Matt Cutts: Google Can’t Tell If It’s Crawling Databases, But Has Policies To Remove Private Info

    July 3, 2012
    Chris Crum
    Comments are off for this post.

Ryan Satterfield at Planet Zuda posted an article about Google exposing private info by indexing other sites’ databases, which he says includes social security numbers and credit card numbers.

“If you’ve given a site your credit card number or social security number, then there is a very high chance it is in Google search,” he writes. “This information is very easy for anyone to find, especially for cyber-criminals because Google has made it so anyone can do a Google search with the words filetype: and then the extension for ‘virtual notebooks’.”

Satterfield adds, “I contacted Google immediately when I discovered this problem believing that they would want to fix it. I was wrong. They were fully aware that people can find your info, but they feel that they can’t stop it, nor is it their job to ‘censor or curate’ their results unless they are required to do so by law. They said that it is the webmasters job to hide any information that shouldn’t be seen.”

He shares what he says is an email response he received from Google, which says:

Hi Ryan,

Thank you for your report, I apologize it was not answered sooner. We do not consider these searches (commonly called “google dorks”) to be a security risk that we can control. The amount and variety of information that is indexed on the internet precludes any sort of blacklisting system where certain information is removed. Additionally it is Google/s long standing policy to not censor or curate our results except where required by law (such requests can be viewed at http://www.chillingeffects.com).

The best way to remove these results is for the affected website owners to remove the content from their website (or restrict access via robots.txt or another mechanism) and then submit a request for the content to be removed from the Google Cache.

The Google Security Team

Planet Zuda brought the subject up with Google’s Matt Cutts on Twitter. Here is the exchange they had:


So far, that one tweet seems to be all Cutts has had to say on the matter, at least publicly.

  • http://www.ryanmjones.com Ryan Jones

    hate to say it, but Google is right. it IS the webmaster’s job to decide what to make crawlable and what not to. Google will listen to your server. If it says “don’t crawl this” it won’t crawl it.

    There ARE valid reasons why somebody WOULD want a .sql indexed – so banning them all doesn’t make sense.

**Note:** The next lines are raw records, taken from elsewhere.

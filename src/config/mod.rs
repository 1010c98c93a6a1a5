//! Configuration management subsystem.
//!
//! # Data Flow
//! ```text
//! config file (TOML) or Variant preset
//!     → loader.rs (parse & deserialize)
//!     → validation.rs (semantic checks)
//!     → RouterConfig (validated, immutable)
//!     → lifecycle::startup builds Router + History + Navigator
//! ```
//!
//! # Design Decisions
//! - Config is immutable once loaded; the route table never changes at runtime
//! - All fields have defaults to allow minimal configs
//! - Validation separates syntactic (serde) from semantic checks

pub mod loader;
pub mod schema;
pub mod validation;

pub use loader::{load_config, parse_config, ConfigError};
pub use schema::{HistoryConfig, ObservabilityConfig, RouteConfig, RouterConfig, Variant};
pub use validation::{validate_config, ValidationError};
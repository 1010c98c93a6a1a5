//! Mapping between logical paths and external addresses.

use url::Url;

use crate::history::mode::HistoryMode;

/// Represents logical paths in the address shown to the user.
#[derive(Debug, Clone, PartialEq, Eq)]
pub struct History {
    mode: HistoryMode,
    base: String,
}

impl History {
    /// Create a history for `mode`.
    ///
    /// In path mode `base` anchors every path (`/app/` → `/app/image`). In
    /// hash mode it is the document path in front of the `#` (default `/`).
    pub fn new(mode: HistoryMode, base: Option<&str>) -> Self {
        let base = match mode {
            HistoryMode::Hash => normalize_hash_base(base.unwrap_or("/")),
            HistoryMode::Path => normalize_path_base(base.unwrap_or("")),
        };
        Self { mode, base }
    }

    pub fn mode(&self) -> HistoryMode {
        self.mode
    }

    pub fn base(&self) -> &str {
        &self.base
    }

    /// External address for a logical path.
    pub fn href(&self, path: &str) -> String {
        match self.mode {
            HistoryMode::Hash => format!("{}#{}", self.base, path),
            HistoryMode::Path => format!("{}{}", self.base, path),
        }
    }

    /// Logical path for an external address, or `None` when the address is
    /// outside the base. Accepts absolute URLs as well as bare addresses.
    ///
    /// Only path mode checks the base. In hash mode the logical path is read
    /// from the fragment whatever document path precedes the `#`, so
    /// `/elsewhere/#/video` yields `/video`.
    pub fn location(&self, address: &str) -> Option<String> {
        let relative = match Url::parse(address) {
            Ok(url) => relative_part(&url),
            Err(_) => address.to_string(),
        };

        match self.mode {
            HistoryMode::Hash => Some(match relative.split_once('#') {
                Some((_, "")) | None => "/".to_string(),
                Some((_, fragment)) if fragment.starts_with('/') => fragment.to_string(),
                Some((_, fragment)) => format!("/{}", fragment),
            }),
            HistoryMode::Path => {
                let rest = strip_prefix_ignore_case(&relative, &self.base)?;
                if rest.is_empty() {
                    Some("/".to_string())
                } else if rest.starts_with('/') {
                    Some(rest.to_string())
                } else if rest.starts_with('?') || rest.starts_with('#') {
                    Some(format!("/{}", rest))
                } else {
                    // `/appx` is not under `/app`.
                    None
                }
            }
        }
    }
}

impl Default for History {
    fn default() -> Self {
        Self::new(HistoryMode::default(), None)
    }
}

fn relative_part(url: &Url) -> String {
    let mut relative = url.path().to_string();
    if let Some(query) = url.query() {
        relative.push('?');
        relative.push_str(query);
    }
    if let Some(fragment) = url.fragment() {
        relative.push('#');
        relative.push_str(fragment);
    }
    relative
}

/// Leading `/`, no trailing `/`; the root base becomes empty.
fn normalize_path_base(base: &str) -> String {
    let trimmed = base.trim().trim_end_matches('/');
    if trimmed.is_empty() {
        String::new()
    } else if trimmed.starts_with('/') {
        trimmed.to_string()
    } else {
        format!("/{}", trimmed)
    }
}

/// Leading `/`, anything from an embedded `#` dropped.
fn normalize_hash_base(base: &str) -> String {
    let base = base.trim();
    let base = base.split('#').next().unwrap_or_default();
    if base.starts_with('/') {
        base.to_string()
    } else {
        format!("/{}", base)
    }
}

fn strip_prefix_ignore_case<'a>(s: &'a str, prefix: &str) -> Option<&'a str> {
    let head = s.get(..prefix.len())?;
    if head.eq_ignore_ascii_case(prefix) {
        Some(&s[prefix.len()..])
    } else {
        None
    }
}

    • http://www.theokaynetwork.com Steve G

      I agree, but at the same time Google should identify information that shouldn’t be available in case somebody made a mistake or a bug shows up that lets Google see information that shouldn’t be indexed. Imagine if you had a database you didn’t mean to have accessible to search engines and Google’s stance was that it’s your fault and they’re not going to do anything about it.

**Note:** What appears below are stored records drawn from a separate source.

//! Route pattern parsing and path matching.
//!
//! # Responsibilities
//! - Parse route patterns (`/image`, `/docs/*`, `/*`)
//! - Match a request path against a single pattern
//! - Apply case and trailing-slash options uniformly
//!
//! # Design Decisions
//! - Literal and trailing-wildcard patterns only, no parameters or regex
//! - Wildcards are segment-aware: `/docs/*` never matches `/docsx`
//! - A wildcard suffix may be empty: `/docs/*` matches `/docs`
//! - Case-insensitive and trailing-slash tolerant unless configured otherwise

use std::fmt;

use serde::{Deserialize, Serialize};
use thiserror::Error;

/// Errors raised while parsing a route pattern.
#[derive(Debug, Clone, PartialEq, Eq, Error)]
pub enum PatternError {
    #[error("pattern is empty")]
    Empty,

    #[error("pattern `{0}` must start with `/`")]
    MissingLeadingSlash(String),

    #[error("pattern `{0}` contains whitespace or control characters")]
    InvalidCharacter(String),

    /// `*` is only allowed as the whole final segment.
    #[error("pattern `{0}` has a misplaced `*` (only a trailing `/*` is supported)")]
    MisplacedWildcard(String),
}

/// Options that control how paths are compared against patterns.
#[derive(Debug, Clone, Copy, PartialEq, Eq, Default, Deserialize, Serialize)]
#[serde(default)]
pub struct MatchOptions {
    /// Compare paths case-sensitively (`/Image` does not match `/image`).
    pub case_sensitive: bool,

    /// Treat a trailing slash as significant (`/image/` does not match `/image`).
    pub strict: bool,
}

/// A parsed route pattern.
#[derive(Debug, Clone, PartialEq, Eq, Hash)]
pub enum RoutePattern {
    /// Matches one literal path.
    Exact(String),

    /// Matches the base path and anything below it. The base of `/*` is empty.
    Prefix(String),
}

impl RoutePattern {
    /// Parse a pattern from its textual form.
    pub fn parse(raw: &str) -> Result<Self, PatternError> {
        if raw.is_empty() {
            return Err(PatternError::Empty);
        }
        if !raw.starts_with('/') {
            return Err(PatternError::MissingLeadingSlash(raw.to_string()));
        }
        if raw.chars().any(|c| c.is_whitespace() || c.is_control()) {
            return Err(PatternError::InvalidCharacter(raw.to_string()));
        }

        match raw.strip_suffix("/*") {
            Some(base) if !base.contains('*') => Ok(RoutePattern::Prefix(base.to_string())),
            Some(_) => Err(PatternError::MisplacedWildcard(raw.to_string())),
            None if raw.contains('*') => Err(PatternError::MisplacedWildcard(raw.to_string())),
            None => Ok(RoutePattern::Exact(raw.to_string())),
        }
    }

    /// True for the `/*` pattern that matches every well-formed path.
    pub fn is_catch_all(&self) -> bool {
        matches!(self, RoutePattern::Prefix(base) if base.is_empty())
    }

    /// Build the matcher for this pattern.
    pub fn matcher(&self, options: MatchOptions) -> Box<dyn Matcher> {
        match self {
            RoutePattern::Exact(path) => Box::new(ExactMatcher::new(path, options)),
            RoutePattern::Prefix(base) => Box::new(WildcardMatcher::new(base, options)),
        }
    }
}

impl fmt::Display for RoutePattern {
    fn fmt(&self, f: &mut fmt::Formatter<'_>) -> fmt::Result {
        match self {
            RoutePattern::Exact(path) => f.write_str(path),
            RoutePattern::Prefix(base) => write!(f, "{}/*", base),
        }
    }
}

/// Trait for matching a request path against a route condition.
pub trait Matcher: Send + Sync + fmt::Debug {
    /// Returns true if the path matches this condition.
    fn matches(&self, path: &str) -> bool;
}

/// Matches one literal path.
#[derive(Debug, Clone)]
pub struct ExactMatcher {
    path: String,
    options: MatchOptions,
}

impl ExactMatcher {
    pub fn new(path: impl Into<String>, options: MatchOptions) -> Self {
        let path = path.into();
        Self {
            path: trim_trailing_slash(&path, options).to_string(),
            options,
        }
    }
}

impl Matcher for ExactMatcher {
    fn matches(&self, path: &str) -> bool {
        eq(trim_trailing_slash(path, self.options), &self.path, self.options)
    }
}

/// Matches a base path followed by any (possibly empty) remaining suffix.
#[derive(Debug, Clone)]
pub struct WildcardMatcher {
    base: String,
    options: MatchOptions,
}

impl WildcardMatcher {
    pub fn new(base: impl Into<String>, options: MatchOptions) -> Self {
        Self {
            base: base.into(),
            options,
        }
    }
}

impl Matcher for WildcardMatcher {
    fn matches(&self, path: &str) -> bool {
        if !path.starts_with('/') {
            return false;
        }

        let Some(head) = path.get(..self.base.len()) else {
            return false;
        };
        if !eq(head, &self.base, self.options) {
            return false;
        }

        // The remainder must start a new segment, or be empty.
        let rest = &path[self.base.len()..];
        rest.is_empty() || rest.starts_with('/')
    }
}

fn trim_trailing_slash(path: &str, options: MatchOptions) -> &str {
    if options.strict || path.len() <= 1 {
        return path;
    }
    path.strip_suffix('/').unwrap_or(path)
}

fn eq(a: &str, b: &str, options: MatchOptions) -> bool {
    if options.case_sensitive {
        a == b
    } else {
        a.eq_ignore_ascii_case(b)
    }
}
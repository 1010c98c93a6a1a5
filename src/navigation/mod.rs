//! Navigation subsystem.
//!
//! # Data Flow
//! ```text
//! Host input (address bar, push/replace call, back/forward signal)
//!     → navigator.rs (history.location for addresses)
//!     → routing::Router::resolve
//!     → Ok: swap current route, update session history
//!         → event.rs RouteChangeEvent → listeners
//!     → Err: state untouched, error returned to host
//! ```
//!
//! # States
//! - Idle: no resolution in progress
//! - Resolving: following a redirect chain (inside one `resolve` call)
//!
//! Every navigation returns to Idle, either with a new current route or an error.

pub mod event;
pub mod navigator;

pub use event::{NavigationDirection, RouteChangeEvent};
pub use navigator::{NavigationError, Navigator};
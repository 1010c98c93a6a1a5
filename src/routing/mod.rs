//! Routing subsystem.
//!
//! # Data Flow
//! ```text
//! Requested path ("/", "/video?x=1", ...)
//!     → router.rs (strip query/fragment, resolution loop)
//!     → table.rs (ordered lookup)
//!     → matcher.rs (evaluate one pattern)
//!     → View: ResolvedRoute
//!     → Redirect: re-resolve target (cycle-guarded)
//!     → NoMatch: explicit error
//!
//! Table construction (at startup):
//!     root seed "/" → "/image"
//!     → declared routes, in order
//!     → optional catch-all "/*" → target
//!     → compile matchers, freeze
//! ```
//!
//! # Design Decisions
//! - Routes compiled at startup, immutable at runtime
//! - No regex: literal and trailing-wildcard patterns only
//! - Deterministic: same input always resolves the same way
//! - First match wins (declaration order)

pub mod matcher;
pub mod route;
pub mod router;
pub mod table;

pub use matcher::{MatchOptions, PatternError, RoutePattern};
pub use route::{Route, RouteTarget, ViewId};
pub use router::{BuildError, ResolveError, ResolvedRoute, Router};
pub use table::{Lookup, RouteTable};
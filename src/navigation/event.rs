//! Route change notifications.

use serde::Serialize;

/// How a navigation moved through the session history.
#[derive(Debug, Clone, Copy, PartialEq, Eq, Serialize)]
#[serde(rename_all = "lowercase")]
pub enum NavigationDirection {
    /// A new entry was pushed.
    Push,
    /// The current entry was overwritten.
    Replace,
    Back,
    Forward,
}

impl NavigationDirection {
    pub fn as_str(&self) -> &'static str {
        match self {
            NavigationDirection::Push => "push",
            NavigationDirection::Replace => "replace",
            NavigationDirection::Back => "back",
            NavigationDirection::Forward => "forward",
        }
    }
}

/// Emitted after a navigation installs a new current route.
#[derive(Debug, Clone, PartialEq, Eq, Serialize)]
pub struct RouteChangeEvent {
    /// Previous path (None on the first navigation).
    pub from: Option<String>,
    pub to: String,
    pub view: String,
    pub direction: NavigationDirection,
}
//! Shared fixtures for integration tests.

use view_router::config::{RouterConfig, Variant};
use view_router::lifecycle::{build_navigator, build_router};
use view_router::{Navigator, Router};

/// Router for one of the shipped setups.
#[allow(dead_code)]
pub fn router_for(variant: Variant) -> Router {
    build_router(&RouterConfig::for_variant(variant)).expect("preset config is valid")
}

/// Navigator for one of the shipped setups, not yet started.
#[allow(dead_code)]
pub fn navigator_for(variant: Variant) -> Navigator {
    build_navigator(&RouterConfig::for_variant(variant)).expect("preset config is valid")
}

/// Variants without a catch-all route.
#[allow(dead_code)]
pub fn variants_without_fallback() -> impl Iterator<Item = Variant> {
    Variant::ALL
        .into_iter()
        .filter(|v| *v != Variant::PathWithFallback)
}
//! Configuration schema definitions.
//!
//! This module defines the complete configuration structure for the router.
//! All types derive Serde traits for deserialization from config files.

use std::fmt;
use std::str::FromStr;

use serde::{Deserialize, Serialize};
use thiserror::Error;

use crate::history::HistoryMode;
use crate::routing::{BuildError, MatchOptions, Route};

/// Root configuration.
#[derive(Debug, Clone, Deserialize, Serialize, Default, PartialEq, Eq)]
#[serde(default)]
pub struct RouterConfig {
    /// How paths appear in the external address.
    pub history: HistoryConfig,

    /// Routes following the fixed `/` seed. Empty means the built-in
    /// image and video routes.
    pub routes: Vec<RouteConfig>,

    /// Redirect target for paths no route matches. None disables the catch-all.
    pub catch_all: Option<String>,

    /// Path comparison options.
    pub matching: MatchOptions,

    /// Observability settings.
    pub observability: ObservabilityConfig,
}

/// History configuration.
#[derive(Debug, Clone, Deserialize, Serialize, Default, PartialEq, Eq)]
#[serde(default)]
pub struct HistoryConfig {
    pub mode: HistoryMode,

    /// Base path (e.g., "/app/"). In path mode it prefixes every path.
    pub base: Option<String>,
}

/// A route entry. Exactly one of `view` and `redirect` must be set.
#[derive(Debug, Clone, Deserialize, Serialize, PartialEq, Eq)]
pub struct RouteConfig {
    /// Route identifier for logging/metrics.
    pub name: String,

    /// Pattern: a literal path or a path ending in `/*`.
    pub path: String,

    /// View rendered by this route.
    #[serde(default)]
    pub view: Option<String>,

    /// Path to resolve instead.
    #[serde(default)]
    pub redirect: Option<String>,
}

impl RouteConfig {
    /// Compile into a table entry.
    pub fn compile(&self) -> Result<Route, BuildError> {
        let route = match (&self.view, &self.redirect) {
            (Some(view), None) => Route::view(&self.name, &self.path, view.as_str()),
            (None, Some(target)) => Route::redirect(&self.name, &self.path, target.as_str()),
            _ => return Err(BuildError::InvalidTarget(self.name.clone())),
        };
        route.map_err(|source| BuildError::Pattern {
            route: self.name.clone(),
            source,
        })
    }
}

/// Observability configuration.
#[derive(Debug, Clone, Deserialize, Serialize, PartialEq, Eq)]
#[serde(default)]
pub struct ObservabilityConfig {
    /// Log level (trace, debug, info, warn, error).
    pub log_level: String,
}

impl Default for ObservabilityConfig {
    fn default() -> Self {
        Self {
            log_level: "info".to_string(),
        }
    }
}

#[derive(Debug, Clone, PartialEq, Eq, Error)]
#[error("unknown variant `{0}` (expected `hash`, `path` or `path-fallback`)")]
pub struct UnknownVariant(pub String);

/// The three shipped router setups.
#[derive(Debug, Clone, Copy, PartialEq, Eq)]
pub enum Variant {
    /// Hash history, unknown paths unresolved.
    HashNoFallback,
    /// Path history, unknown paths unresolved.
    PathNoFallback,
    /// Path history, unknown paths redirected to `/`.
    PathWithFallback,
}

impl Variant {
    pub const ALL: [Variant; 3] = [
        Variant::HashNoFallback,
        Variant::PathNoFallback,
        Variant::PathWithFallback,
    ];

    pub fn as_str(&self) -> &'static str {
        match self {
            Variant::HashNoFallback => "hash",
            Variant::PathNoFallback => "path",
            Variant::PathWithFallback => "path-fallback",
        }
    }
}

impl fmt::Display for Variant {
    fn fmt(&self, f: &mut fmt::Formatter<'_>) -> fmt::Result {
        f.write_str(self.as_str())
    }
}

impl FromStr for Variant {
    type Err = UnknownVariant;

    fn from_str(s: &str) -> Result<Self, Self::Err> {
        Variant::ALL
            .into_iter()
            .find(|v| v.as_str().eq_ignore_ascii_case(s))
            .ok_or_else(|| UnknownVariant(s.to_string()))
    }
}

impl RouterConfig {
    /// Configuration of one of the shipped setups.
    pub fn for_variant(variant: Variant) -> Self {
        let (mode, catch_all) = match variant {
            Variant::HashNoFallback => (HistoryMode::Hash, None),
            Variant::PathNoFallback => (HistoryMode::Path, None),
            Variant::PathWithFallback => (HistoryMode::Path, Some("/".to_string())),
        };
        Self {
            history: HistoryConfig { mode, base: None },
            catch_all,
            ..Self::default()
        }
    }
}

  • http://www.ryanmjones.com Ryan Jones

    Also, there are several cases i can find where webmasters want .sql files to be indexed. Here’s one: http://www.wikijava.org/wiki/Create_db.sql

  • http://tautweb.com/ Taut Web

    Well, all I can say is, Google (other search engines) indexes almost everything. When you are keen on being indexed, want to get traffic from search results, and so on, then you have “agreement” with Google to have your site’s content indexed. You cannot blame Google at all. Why don’t u just block the bots from indexing your site by employing robots.txt (and stop receiving traffic, though)?

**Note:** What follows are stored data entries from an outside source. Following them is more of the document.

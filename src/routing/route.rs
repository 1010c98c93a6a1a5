//! Route definitions and the built-in view table.

use std::fmt;

use serde::{Deserialize, Serialize};

use crate::routing::matcher::{PatternError, RoutePattern};

/// Path of the image compressor view.
pub const IMAGE_PATH: &str = "/image";

/// Path of the video compressor view.
pub const VIDEO_PATH: &str = "/video";

/// Name of the fixed root redirect.
pub const ROOT_ROUTE: &str = "root";

/// Opaque identifier of a displayable view.
#[derive(Debug, Clone, PartialEq, Eq, Hash, Serialize, Deserialize)]
#[serde(transparent)]
pub struct ViewId(String);

impl ViewId {
    pub const IMAGE_COMPRESSOR: &'static str = "image-compressor-view";
    pub const VIDEO_COMPRESSOR: &'static str = "video-compressor-view";

    pub fn new(id: impl Into<String>) -> Self {
        Self(id.into())
    }

    pub fn image_compressor() -> Self {
        Self::new(Self::IMAGE_COMPRESSOR)
    }

    pub fn video_compressor() -> Self {
        Self::new(Self::VIDEO_COMPRESSOR)
    }

    pub fn as_str(&self) -> &str {
        &self.0
    }
}

impl From<&str> for ViewId {
    fn from(id: &str) -> Self {
        Self::new(id)
    }
}

impl From<String> for ViewId {
    fn from(id: String) -> Self {
        Self(id)
    }
}

impl fmt::Display for ViewId {
    fn fmt(&self, f: &mut fmt::Formatter<'_>) -> fmt::Result {
        f.write_str(&self.0)
    }
}

/// What a matched route leads to.
#[derive(Debug, Clone, PartialEq, Eq, Serialize)]
#[serde(rename_all = "snake_case")]
pub enum RouteTarget {
    /// Render a view.
    View(ViewId),

    /// Re-resolve against another path. Never renders directly.
    Redirect(String),
}

/// One entry of the route table.
#[derive(Debug, Clone, PartialEq, Eq)]
pub struct Route {
    name: String,
    pattern: RoutePattern,
    target: RouteTarget,
}

impl Route {
    pub fn new(name: impl Into<String>, pattern: RoutePattern, target: RouteTarget) -> Self {
        Self {
            name: name.into(),
            pattern,
            target,
        }
    }

    /// A route rendering `view` for paths matching `pattern`.
    pub fn view(
        name: impl Into<String>,
        pattern: &str,
        view: impl Into<ViewId>,
    ) -> Result<Self, PatternError> {
        Ok(Self::new(
            name,
            RoutePattern::parse(pattern)?,
            RouteTarget::View(view.into()),
        ))
    }

    /// A route redirecting paths matching `pattern` to `to`.
    pub fn redirect(
        name: impl Into<String>,
        pattern: &str,
        to: impl Into<String>,
    ) -> Result<Self, PatternError> {
        Ok(Self::new(
            name,
            RoutePattern::parse(pattern)?,
            RouteTarget::Redirect(to.into()),
        ))
    }

    /// The fixed `/` → `/image` entry every table starts with.
    pub fn root_seed() -> Self {
        Self::new(
            ROOT_ROUTE,
            RoutePattern::Exact("/".to_string()),
            RouteTarget::Redirect(IMAGE_PATH.to_string()),
        )
    }

    pub fn name(&self) -> &str {
        &self.name
    }

    pub fn pattern(&self) -> &RoutePattern {
        &self.pattern
    }

    pub fn target(&self) -> &RouteTarget {
        &self.target
    }
}

/// The two compressor views, without the root seed.
pub fn builtin_routes() -> Vec<Route> {
    vec![
        Route::new(
            "image",
            RoutePattern::Exact(IMAGE_PATH.to_string()),
            RouteTarget::View(ViewId::image_compressor()),
        ),
        Route::new(
            "video",
            RoutePattern::Exact(VIDEO_PATH.to_string()),
            RouteTarget::View(ViewId::video_compressor()),
        ),
    ]
}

  • http://www.cxinteractive.com Brian

    I agree with Ryan Jones. An sql database that has sensitive info like credit card numbers or social security numbers should be password protected. It shouldn’t be publicly available in the first place. Google crawls URLs like Matt says so make sure those URLs aren’t publicly accessible. That’s a serious breach of privacy on the part of the website. Just as you wouldn’t post CC numbers on your homepage, it’s up to you to block this content from users and search engines. If it’s blocked from users then the search engine bots won’t be able to index it either.

  • OSB

    It’s the webmaster’s job to ensure all sensitive data is secure. Can’t go blaming Google if a webmaster has messed up created a massive security breach. Hopefully their customers think again, though. It sounds quite bitter, like someone is searching for a scapegoat, if they try telling Google to block this stuff (it’s still there in the open when it shouldn’t be).

  • http://www.planetzuda.com/news/ Ryan Satterfield

    I am the author of the article being cited. I agree with Steve G that Google should identify information that shouldn’t be available, because the scenario he described is not theoretical. To reply to Taut Web’s comment about every search engine indexing everything, that isn’t true. My article covered other search engines and how they work. Google provides a search engine that works well. I just wish they’d fix this issue.

    • http://tautweb.com/ Taut Web

      Well, I said “almost everything”

  • robby

    Remember how search engines work, create only quality content. Think when you visit your crappy site with credit card – do you will enter number of your card in comments box or not?

    Why in comment box – because if no credit card form on your website you need to enter it somewhere. You must follow our G webmaster guidelines.

  • john

    anybody noticed what last time him more work for google penalty prevention than for your readers??? And it really harm your site usability!